* What you will do *
From the entries that follow, copy exactly the lines beginning at the line holding "filename crates/perilous_server/src/generation/settings.rs" and continuing through the line holding "pub struct GenerationSettings".

* Material for this task *
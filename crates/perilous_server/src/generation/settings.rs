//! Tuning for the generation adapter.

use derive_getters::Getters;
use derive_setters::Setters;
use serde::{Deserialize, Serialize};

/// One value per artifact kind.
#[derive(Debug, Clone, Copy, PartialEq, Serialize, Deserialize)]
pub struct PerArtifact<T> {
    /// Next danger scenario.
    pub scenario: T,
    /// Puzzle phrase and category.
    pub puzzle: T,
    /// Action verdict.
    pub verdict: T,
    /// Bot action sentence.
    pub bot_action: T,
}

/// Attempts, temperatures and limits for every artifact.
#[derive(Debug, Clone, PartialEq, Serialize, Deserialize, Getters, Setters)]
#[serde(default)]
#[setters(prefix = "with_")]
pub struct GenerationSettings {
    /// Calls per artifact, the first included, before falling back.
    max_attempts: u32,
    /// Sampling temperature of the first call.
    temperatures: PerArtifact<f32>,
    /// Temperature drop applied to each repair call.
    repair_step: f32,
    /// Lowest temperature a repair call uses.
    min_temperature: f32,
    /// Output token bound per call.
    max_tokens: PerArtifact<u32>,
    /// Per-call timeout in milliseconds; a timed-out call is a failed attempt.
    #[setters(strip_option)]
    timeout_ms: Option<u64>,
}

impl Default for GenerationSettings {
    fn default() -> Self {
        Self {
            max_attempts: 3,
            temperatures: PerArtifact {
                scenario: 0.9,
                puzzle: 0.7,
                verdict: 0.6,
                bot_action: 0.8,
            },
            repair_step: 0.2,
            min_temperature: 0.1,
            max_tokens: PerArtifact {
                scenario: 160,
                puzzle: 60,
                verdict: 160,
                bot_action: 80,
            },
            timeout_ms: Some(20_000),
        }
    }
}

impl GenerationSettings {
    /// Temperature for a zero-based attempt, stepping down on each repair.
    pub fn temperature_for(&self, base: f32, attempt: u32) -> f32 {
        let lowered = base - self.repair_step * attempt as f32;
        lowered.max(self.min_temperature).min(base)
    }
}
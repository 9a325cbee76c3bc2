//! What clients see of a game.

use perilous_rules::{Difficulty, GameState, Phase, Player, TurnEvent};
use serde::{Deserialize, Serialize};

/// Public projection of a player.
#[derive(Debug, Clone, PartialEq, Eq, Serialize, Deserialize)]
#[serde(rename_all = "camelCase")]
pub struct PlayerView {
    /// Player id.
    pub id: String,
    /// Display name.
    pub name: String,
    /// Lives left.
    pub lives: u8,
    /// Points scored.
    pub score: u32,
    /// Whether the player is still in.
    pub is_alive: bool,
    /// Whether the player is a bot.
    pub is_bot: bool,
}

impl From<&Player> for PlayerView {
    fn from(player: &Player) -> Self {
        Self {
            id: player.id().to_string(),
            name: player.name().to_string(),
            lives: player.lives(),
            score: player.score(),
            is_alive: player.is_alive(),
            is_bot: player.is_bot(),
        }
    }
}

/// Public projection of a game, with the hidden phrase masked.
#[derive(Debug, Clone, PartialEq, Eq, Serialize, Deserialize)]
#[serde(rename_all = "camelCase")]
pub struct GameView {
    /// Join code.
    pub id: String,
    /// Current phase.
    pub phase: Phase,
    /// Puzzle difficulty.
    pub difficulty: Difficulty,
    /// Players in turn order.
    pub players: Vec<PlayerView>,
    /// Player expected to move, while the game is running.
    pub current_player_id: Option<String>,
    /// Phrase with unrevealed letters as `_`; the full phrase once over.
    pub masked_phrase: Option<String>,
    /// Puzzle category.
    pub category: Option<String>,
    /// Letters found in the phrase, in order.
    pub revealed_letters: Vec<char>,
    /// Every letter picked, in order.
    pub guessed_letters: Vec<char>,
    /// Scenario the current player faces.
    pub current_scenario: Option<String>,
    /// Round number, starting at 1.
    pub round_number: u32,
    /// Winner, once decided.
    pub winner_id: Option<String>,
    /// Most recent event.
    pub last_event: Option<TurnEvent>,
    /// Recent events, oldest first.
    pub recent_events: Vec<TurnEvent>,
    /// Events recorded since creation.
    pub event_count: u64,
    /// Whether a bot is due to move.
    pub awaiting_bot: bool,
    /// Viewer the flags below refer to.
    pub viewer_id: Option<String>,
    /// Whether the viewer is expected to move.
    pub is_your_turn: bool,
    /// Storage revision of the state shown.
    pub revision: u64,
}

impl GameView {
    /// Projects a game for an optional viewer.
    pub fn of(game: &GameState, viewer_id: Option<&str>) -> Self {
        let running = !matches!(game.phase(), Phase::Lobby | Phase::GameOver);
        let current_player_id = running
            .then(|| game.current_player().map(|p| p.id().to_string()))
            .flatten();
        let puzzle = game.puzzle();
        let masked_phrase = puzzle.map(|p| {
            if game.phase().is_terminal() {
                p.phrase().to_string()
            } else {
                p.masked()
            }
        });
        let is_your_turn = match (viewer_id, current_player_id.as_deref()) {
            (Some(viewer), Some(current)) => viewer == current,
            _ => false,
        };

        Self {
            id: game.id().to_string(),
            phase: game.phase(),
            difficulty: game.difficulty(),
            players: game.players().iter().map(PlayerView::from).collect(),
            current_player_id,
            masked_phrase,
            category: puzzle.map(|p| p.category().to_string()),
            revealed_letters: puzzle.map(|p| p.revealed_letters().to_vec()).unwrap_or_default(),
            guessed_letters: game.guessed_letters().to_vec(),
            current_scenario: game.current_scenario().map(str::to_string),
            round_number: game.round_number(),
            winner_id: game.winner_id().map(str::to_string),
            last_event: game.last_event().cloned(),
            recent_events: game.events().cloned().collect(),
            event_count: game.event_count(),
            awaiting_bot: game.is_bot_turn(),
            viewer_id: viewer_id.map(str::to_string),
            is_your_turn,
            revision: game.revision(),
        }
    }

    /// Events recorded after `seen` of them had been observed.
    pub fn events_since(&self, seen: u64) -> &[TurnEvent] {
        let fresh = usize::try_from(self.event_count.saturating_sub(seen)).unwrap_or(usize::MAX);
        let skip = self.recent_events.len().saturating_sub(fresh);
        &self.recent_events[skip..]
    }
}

...

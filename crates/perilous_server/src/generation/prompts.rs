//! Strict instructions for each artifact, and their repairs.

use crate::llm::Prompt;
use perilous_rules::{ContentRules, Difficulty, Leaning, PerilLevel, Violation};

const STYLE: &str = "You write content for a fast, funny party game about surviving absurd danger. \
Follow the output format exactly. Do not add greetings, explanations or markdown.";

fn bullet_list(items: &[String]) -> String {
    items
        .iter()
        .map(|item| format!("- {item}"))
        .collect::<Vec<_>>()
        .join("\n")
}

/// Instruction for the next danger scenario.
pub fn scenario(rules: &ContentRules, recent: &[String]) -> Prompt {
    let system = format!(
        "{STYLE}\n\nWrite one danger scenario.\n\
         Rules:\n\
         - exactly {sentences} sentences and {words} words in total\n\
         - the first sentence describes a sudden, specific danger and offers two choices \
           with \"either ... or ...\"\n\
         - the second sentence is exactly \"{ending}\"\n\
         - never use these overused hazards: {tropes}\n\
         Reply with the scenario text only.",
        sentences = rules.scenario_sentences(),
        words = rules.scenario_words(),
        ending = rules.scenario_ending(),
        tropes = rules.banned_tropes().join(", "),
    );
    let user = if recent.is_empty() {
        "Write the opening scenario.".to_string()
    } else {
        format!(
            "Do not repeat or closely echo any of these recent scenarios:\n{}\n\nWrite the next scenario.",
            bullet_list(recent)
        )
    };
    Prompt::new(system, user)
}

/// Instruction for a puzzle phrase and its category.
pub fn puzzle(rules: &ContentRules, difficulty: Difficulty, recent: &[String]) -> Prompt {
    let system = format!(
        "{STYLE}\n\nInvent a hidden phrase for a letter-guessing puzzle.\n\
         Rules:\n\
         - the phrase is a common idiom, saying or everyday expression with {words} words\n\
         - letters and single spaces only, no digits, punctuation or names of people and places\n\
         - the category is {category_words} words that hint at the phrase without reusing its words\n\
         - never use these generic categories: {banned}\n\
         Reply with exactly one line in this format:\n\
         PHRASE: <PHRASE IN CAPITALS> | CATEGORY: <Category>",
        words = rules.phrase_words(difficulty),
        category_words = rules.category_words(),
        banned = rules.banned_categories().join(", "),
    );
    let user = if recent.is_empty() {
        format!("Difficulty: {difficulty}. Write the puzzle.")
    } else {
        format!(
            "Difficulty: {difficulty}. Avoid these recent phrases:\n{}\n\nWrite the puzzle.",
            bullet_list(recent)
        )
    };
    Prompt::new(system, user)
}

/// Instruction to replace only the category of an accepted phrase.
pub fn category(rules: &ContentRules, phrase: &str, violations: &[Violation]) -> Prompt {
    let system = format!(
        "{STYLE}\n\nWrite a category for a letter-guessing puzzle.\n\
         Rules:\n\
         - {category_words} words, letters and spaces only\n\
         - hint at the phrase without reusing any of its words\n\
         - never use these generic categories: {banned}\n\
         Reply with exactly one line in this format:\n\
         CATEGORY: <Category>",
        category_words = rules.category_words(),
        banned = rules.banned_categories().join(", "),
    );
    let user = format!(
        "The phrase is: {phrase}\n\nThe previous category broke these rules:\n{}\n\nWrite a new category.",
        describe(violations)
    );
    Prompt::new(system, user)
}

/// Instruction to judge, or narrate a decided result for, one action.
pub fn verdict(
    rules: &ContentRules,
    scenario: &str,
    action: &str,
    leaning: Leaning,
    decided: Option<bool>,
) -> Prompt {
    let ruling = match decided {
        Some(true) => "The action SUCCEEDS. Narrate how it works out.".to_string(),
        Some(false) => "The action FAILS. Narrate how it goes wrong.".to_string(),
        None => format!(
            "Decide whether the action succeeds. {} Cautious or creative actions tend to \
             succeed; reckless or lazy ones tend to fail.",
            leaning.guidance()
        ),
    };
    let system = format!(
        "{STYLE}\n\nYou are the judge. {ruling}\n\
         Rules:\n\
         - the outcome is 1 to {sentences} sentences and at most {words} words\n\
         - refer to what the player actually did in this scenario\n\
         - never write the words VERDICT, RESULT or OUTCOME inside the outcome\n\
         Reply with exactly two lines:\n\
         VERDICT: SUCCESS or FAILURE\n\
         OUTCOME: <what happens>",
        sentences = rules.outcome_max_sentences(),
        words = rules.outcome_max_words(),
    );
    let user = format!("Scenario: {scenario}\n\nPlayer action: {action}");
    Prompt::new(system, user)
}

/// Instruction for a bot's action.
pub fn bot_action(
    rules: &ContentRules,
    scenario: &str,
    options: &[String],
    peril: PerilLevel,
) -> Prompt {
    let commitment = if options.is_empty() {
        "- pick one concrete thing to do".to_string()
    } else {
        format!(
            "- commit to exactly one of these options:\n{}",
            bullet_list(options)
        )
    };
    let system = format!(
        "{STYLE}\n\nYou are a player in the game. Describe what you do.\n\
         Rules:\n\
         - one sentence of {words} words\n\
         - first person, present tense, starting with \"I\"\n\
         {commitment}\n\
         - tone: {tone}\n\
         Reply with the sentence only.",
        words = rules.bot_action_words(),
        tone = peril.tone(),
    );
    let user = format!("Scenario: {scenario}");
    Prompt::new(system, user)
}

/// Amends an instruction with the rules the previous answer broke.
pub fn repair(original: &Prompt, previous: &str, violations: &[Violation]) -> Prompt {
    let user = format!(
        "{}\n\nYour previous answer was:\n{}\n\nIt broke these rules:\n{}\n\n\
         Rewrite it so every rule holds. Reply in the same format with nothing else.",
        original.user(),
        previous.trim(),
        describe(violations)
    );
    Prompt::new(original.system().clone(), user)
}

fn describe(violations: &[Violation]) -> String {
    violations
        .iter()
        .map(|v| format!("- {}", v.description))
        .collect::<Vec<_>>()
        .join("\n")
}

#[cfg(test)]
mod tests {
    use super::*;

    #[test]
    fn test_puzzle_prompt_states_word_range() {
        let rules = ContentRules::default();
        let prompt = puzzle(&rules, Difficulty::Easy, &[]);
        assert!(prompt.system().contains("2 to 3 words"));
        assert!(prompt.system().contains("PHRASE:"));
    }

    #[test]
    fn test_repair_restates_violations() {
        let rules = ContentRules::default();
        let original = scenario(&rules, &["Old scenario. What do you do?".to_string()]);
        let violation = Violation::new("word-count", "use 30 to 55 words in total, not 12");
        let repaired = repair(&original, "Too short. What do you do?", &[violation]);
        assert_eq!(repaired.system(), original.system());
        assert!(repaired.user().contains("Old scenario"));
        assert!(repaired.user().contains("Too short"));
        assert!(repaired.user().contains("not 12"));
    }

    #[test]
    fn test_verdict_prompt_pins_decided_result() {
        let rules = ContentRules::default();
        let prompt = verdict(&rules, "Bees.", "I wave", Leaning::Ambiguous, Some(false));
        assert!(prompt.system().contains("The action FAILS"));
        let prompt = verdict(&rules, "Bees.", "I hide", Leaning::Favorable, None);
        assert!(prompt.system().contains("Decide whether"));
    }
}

* Result below *
filename crates/perilous_server/src/generation/settings.rs
//! Tuning for the generation adapter.

use derive_getters::Getters;
use derive_setters::Setters;
use serde::{Deserialize, Serialize};

/// One value per artifact kind.
#[derive(Debug, Clone, Copy, PartialEq, Serialize, Deserialize)]
pub struct PerArtifact<T> {
    /// Next danger scenario.
    pub scenario: T,
    /// Puzzle phrase and category.
    pub puzzle: T,
    /// Action verdict.
    pub verdict: T,
    /// Bot action sentence.
    pub bot_action: T,
}

/// Attempts, temperatures and limits for every artifact.
#[derive(Debug, Clone, PartialEq, Serialize, Deserialize, Getters, Setters)]
#[serde(default)]
#[setters(prefix = "with_")]
pub struct GenerationSettings {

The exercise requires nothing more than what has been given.